## Available data:
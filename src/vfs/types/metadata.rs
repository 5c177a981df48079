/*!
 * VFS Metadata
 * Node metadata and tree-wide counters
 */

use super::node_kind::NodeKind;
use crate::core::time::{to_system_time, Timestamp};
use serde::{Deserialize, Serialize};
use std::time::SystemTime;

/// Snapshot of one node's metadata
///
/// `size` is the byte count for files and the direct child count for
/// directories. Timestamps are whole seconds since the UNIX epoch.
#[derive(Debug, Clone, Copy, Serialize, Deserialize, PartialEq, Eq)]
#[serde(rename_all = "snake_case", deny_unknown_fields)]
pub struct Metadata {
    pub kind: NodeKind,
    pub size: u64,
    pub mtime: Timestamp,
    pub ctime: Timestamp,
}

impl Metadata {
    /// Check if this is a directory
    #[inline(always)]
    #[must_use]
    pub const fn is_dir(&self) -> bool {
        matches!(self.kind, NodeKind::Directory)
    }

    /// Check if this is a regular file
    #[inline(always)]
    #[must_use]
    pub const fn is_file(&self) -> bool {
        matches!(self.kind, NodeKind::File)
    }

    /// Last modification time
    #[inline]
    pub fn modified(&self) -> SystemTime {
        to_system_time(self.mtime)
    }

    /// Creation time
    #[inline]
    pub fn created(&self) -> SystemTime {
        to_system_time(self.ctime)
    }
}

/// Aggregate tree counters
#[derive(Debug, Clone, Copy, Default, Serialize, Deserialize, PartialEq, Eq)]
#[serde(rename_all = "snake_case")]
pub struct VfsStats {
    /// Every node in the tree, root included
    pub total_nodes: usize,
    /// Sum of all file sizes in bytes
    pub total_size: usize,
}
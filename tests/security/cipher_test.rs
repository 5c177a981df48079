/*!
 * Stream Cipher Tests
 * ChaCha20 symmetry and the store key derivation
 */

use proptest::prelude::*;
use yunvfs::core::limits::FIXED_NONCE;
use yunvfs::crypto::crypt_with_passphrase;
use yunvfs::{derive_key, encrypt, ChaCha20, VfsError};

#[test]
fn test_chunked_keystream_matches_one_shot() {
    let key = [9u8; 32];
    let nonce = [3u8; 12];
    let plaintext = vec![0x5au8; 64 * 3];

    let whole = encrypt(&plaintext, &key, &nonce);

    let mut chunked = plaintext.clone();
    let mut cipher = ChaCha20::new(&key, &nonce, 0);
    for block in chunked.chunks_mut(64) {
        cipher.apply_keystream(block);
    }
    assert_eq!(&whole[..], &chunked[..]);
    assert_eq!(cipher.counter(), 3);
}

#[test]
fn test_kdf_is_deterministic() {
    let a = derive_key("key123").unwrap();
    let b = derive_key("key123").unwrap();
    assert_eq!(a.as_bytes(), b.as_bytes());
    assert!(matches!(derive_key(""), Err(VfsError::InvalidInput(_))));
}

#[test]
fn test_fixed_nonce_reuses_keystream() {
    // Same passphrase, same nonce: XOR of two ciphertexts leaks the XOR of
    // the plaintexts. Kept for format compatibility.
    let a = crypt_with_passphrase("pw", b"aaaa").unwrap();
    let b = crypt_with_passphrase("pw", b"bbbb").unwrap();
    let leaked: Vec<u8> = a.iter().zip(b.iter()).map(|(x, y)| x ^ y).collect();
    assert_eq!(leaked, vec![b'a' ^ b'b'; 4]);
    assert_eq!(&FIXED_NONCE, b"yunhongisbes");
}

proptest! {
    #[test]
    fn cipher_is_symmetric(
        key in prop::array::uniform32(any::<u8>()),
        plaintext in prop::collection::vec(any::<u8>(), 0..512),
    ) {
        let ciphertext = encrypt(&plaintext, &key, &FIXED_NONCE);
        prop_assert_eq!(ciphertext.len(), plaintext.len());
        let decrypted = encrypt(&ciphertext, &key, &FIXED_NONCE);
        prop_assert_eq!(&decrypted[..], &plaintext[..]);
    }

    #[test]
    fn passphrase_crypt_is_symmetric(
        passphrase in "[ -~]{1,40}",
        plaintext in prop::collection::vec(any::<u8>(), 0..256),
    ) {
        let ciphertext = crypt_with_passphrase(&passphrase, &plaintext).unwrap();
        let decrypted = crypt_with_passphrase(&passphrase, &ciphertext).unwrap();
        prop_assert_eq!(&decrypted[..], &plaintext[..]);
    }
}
---
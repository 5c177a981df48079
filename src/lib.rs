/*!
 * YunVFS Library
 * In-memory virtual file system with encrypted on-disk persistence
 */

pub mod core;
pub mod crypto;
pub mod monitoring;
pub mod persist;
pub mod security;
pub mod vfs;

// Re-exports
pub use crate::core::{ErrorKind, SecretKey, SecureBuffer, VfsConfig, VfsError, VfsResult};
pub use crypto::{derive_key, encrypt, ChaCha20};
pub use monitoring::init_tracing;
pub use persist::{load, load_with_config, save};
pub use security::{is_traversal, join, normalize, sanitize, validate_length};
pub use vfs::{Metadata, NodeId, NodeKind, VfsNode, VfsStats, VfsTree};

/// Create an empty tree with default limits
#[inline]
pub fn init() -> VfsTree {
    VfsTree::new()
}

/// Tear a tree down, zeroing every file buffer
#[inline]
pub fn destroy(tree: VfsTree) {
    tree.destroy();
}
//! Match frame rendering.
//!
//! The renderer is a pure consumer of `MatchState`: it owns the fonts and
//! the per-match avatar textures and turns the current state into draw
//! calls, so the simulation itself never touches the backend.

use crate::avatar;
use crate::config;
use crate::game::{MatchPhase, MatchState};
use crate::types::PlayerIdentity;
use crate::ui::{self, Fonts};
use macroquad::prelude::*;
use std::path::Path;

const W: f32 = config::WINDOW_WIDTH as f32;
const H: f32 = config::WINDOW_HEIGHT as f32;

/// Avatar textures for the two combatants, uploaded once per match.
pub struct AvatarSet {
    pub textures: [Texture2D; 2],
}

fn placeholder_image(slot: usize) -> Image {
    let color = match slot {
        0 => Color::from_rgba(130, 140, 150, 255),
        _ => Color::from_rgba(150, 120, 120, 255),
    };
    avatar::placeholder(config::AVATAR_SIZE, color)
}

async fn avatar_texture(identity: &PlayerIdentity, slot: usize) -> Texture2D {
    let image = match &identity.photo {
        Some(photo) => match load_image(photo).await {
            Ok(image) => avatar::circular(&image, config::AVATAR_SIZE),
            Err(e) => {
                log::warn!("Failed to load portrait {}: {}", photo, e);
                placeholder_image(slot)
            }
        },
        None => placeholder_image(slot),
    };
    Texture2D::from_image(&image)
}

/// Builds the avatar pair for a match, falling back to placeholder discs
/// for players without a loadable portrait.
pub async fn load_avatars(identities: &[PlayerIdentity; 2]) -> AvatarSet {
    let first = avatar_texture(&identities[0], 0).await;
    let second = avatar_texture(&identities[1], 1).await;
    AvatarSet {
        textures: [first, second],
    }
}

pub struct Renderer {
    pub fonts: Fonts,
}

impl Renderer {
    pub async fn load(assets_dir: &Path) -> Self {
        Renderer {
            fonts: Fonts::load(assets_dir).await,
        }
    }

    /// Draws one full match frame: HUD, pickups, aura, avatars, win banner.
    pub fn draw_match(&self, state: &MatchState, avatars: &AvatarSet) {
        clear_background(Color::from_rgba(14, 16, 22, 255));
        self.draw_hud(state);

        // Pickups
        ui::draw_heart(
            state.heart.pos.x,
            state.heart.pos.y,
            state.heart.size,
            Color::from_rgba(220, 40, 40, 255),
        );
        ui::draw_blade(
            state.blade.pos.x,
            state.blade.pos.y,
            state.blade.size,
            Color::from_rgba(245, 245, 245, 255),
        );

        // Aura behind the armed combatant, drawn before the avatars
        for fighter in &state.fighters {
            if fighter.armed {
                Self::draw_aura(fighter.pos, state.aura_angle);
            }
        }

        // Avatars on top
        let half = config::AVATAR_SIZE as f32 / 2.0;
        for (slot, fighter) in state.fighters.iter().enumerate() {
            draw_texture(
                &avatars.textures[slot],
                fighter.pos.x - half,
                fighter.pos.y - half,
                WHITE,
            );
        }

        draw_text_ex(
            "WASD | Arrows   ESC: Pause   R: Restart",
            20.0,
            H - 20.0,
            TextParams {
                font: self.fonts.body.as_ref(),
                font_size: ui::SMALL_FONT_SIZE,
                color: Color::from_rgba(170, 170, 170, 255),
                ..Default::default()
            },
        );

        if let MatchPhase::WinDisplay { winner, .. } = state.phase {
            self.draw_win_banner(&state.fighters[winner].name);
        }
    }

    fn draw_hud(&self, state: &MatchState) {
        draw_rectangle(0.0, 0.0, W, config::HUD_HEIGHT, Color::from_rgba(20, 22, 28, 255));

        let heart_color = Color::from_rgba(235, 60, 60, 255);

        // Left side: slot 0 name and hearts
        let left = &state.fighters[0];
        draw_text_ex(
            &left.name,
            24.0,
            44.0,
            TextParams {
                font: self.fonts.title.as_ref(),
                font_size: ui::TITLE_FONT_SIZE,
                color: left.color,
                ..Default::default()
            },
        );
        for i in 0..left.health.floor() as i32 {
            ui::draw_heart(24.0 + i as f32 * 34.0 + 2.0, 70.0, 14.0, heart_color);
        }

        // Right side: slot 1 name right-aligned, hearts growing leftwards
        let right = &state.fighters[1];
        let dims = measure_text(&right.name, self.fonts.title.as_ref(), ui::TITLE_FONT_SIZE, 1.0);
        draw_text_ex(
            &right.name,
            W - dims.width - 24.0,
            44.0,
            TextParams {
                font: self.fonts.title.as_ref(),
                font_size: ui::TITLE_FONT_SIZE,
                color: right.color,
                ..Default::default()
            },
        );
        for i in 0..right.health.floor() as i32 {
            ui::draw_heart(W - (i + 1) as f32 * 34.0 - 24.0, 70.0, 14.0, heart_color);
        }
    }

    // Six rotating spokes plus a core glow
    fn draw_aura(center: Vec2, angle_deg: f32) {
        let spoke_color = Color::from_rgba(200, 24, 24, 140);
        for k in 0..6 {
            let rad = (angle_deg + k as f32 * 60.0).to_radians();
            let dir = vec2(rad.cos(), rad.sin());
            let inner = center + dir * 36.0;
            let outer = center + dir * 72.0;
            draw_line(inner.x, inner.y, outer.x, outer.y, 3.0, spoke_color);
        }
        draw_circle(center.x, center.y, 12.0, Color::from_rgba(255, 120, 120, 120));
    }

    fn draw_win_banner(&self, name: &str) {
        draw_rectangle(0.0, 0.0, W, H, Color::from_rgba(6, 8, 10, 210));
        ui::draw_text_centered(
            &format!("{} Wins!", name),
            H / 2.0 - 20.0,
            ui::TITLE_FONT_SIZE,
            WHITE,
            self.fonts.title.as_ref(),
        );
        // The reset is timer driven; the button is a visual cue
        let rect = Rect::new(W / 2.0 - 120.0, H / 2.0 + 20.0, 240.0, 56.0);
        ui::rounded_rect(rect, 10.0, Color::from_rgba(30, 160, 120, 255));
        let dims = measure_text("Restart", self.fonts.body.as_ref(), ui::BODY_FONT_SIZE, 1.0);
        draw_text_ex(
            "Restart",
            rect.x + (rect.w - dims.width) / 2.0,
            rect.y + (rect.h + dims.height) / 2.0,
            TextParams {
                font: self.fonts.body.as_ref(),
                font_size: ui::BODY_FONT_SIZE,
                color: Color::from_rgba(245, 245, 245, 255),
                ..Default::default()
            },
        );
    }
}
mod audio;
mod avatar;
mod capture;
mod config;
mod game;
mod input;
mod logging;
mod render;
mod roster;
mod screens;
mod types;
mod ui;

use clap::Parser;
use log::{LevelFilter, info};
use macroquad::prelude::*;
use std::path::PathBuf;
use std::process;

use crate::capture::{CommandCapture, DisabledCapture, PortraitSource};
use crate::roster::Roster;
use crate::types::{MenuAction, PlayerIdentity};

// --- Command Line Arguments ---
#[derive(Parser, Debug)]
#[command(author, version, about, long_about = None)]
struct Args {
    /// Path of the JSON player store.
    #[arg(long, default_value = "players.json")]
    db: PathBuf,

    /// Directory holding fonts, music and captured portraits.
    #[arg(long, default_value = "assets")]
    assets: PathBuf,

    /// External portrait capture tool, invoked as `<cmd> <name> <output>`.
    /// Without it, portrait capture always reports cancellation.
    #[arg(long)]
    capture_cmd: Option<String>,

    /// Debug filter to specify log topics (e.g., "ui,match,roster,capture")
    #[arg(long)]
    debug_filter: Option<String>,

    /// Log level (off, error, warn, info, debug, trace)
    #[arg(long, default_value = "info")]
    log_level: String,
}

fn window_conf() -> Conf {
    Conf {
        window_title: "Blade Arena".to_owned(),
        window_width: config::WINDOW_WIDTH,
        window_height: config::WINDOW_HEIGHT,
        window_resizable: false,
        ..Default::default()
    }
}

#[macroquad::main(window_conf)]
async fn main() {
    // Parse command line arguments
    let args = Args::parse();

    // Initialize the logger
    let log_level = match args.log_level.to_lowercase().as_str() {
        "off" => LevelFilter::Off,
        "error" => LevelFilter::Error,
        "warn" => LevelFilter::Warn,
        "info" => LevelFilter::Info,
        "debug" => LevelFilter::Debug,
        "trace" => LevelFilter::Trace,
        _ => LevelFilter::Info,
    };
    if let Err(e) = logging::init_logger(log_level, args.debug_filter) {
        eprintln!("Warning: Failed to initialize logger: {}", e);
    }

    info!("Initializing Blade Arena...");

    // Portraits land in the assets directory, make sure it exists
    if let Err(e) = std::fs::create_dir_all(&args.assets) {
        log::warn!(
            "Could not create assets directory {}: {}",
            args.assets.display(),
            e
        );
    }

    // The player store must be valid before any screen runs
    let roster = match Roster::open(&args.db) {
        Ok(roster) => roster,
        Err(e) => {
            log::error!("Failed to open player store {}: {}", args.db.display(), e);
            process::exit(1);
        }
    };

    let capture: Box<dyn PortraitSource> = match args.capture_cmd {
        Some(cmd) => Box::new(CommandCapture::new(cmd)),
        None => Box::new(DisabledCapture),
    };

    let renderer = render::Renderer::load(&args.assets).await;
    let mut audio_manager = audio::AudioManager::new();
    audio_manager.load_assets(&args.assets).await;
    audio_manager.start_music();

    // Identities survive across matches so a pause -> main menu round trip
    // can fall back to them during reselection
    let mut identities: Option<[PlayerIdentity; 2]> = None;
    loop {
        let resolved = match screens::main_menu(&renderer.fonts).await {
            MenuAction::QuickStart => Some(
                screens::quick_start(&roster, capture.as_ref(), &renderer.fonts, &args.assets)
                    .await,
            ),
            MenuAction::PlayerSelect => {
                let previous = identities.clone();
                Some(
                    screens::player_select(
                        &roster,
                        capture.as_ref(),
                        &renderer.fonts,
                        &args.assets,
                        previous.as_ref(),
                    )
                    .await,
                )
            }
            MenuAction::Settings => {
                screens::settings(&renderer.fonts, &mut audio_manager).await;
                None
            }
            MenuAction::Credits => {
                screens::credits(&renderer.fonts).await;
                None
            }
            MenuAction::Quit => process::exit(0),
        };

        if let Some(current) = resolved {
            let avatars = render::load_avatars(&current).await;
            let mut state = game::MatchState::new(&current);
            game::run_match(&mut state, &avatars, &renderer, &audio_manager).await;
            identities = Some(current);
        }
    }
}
==
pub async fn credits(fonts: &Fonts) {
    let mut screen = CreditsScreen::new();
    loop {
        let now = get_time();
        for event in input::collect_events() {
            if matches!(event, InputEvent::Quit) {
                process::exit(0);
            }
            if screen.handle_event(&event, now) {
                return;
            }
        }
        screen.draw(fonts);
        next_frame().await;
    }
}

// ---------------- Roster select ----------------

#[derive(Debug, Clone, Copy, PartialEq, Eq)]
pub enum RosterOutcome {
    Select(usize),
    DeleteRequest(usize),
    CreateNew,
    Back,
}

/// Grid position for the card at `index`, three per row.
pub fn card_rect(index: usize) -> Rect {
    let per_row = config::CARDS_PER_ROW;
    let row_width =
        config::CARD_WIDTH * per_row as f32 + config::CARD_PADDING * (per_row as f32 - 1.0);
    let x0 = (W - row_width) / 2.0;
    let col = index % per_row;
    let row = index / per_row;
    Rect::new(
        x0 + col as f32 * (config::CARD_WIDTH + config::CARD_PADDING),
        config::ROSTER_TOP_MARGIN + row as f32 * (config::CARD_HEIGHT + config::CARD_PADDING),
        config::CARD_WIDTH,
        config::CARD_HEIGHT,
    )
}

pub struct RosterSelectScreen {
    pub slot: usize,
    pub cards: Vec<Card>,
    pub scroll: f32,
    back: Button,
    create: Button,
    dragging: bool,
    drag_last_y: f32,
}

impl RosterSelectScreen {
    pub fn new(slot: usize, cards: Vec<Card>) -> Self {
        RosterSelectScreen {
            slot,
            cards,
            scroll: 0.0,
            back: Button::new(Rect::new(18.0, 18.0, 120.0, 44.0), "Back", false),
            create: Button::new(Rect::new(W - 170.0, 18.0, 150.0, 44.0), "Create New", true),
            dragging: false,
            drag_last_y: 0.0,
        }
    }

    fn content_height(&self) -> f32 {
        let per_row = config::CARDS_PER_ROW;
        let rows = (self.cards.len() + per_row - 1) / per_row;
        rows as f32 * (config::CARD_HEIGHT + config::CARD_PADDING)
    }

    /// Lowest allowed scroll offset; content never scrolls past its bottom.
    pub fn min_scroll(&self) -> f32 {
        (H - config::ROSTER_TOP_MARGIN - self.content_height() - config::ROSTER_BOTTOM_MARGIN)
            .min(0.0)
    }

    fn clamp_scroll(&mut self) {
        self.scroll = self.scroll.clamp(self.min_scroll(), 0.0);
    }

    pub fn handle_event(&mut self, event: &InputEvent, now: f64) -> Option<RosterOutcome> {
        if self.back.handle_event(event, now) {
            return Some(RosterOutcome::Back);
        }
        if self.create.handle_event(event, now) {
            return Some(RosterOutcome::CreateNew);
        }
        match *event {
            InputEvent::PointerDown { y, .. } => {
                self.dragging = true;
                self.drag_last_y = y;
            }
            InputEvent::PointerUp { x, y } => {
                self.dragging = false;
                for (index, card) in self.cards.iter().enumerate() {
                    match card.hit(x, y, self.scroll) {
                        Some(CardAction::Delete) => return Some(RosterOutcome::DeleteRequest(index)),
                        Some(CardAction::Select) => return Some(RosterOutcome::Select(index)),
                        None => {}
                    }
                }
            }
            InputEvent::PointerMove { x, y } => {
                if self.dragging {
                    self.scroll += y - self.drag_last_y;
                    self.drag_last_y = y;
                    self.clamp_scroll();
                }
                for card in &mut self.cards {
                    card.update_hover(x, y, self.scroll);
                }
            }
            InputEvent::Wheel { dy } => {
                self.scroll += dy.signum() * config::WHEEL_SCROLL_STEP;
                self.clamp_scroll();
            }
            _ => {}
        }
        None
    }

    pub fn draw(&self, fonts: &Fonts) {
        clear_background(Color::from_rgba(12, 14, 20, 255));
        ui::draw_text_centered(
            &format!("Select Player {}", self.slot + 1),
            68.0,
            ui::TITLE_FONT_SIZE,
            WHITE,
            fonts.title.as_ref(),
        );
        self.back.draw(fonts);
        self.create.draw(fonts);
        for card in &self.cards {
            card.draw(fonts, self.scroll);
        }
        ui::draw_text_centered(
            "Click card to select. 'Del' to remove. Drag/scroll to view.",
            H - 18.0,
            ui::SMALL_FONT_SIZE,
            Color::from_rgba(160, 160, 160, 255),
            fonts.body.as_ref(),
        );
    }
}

## Exercise instructions:
Your task is to copy every line of the entries that contains the string "Restart".

## Solution for this exercise:
            "WASD | Arrows   ESC: Pause   R: Restart",
        let dims = measure_text("Restart", self.fonts.body.as_ref(), ui::BODY_FONT_SIZE, 1.0);
            "Restart",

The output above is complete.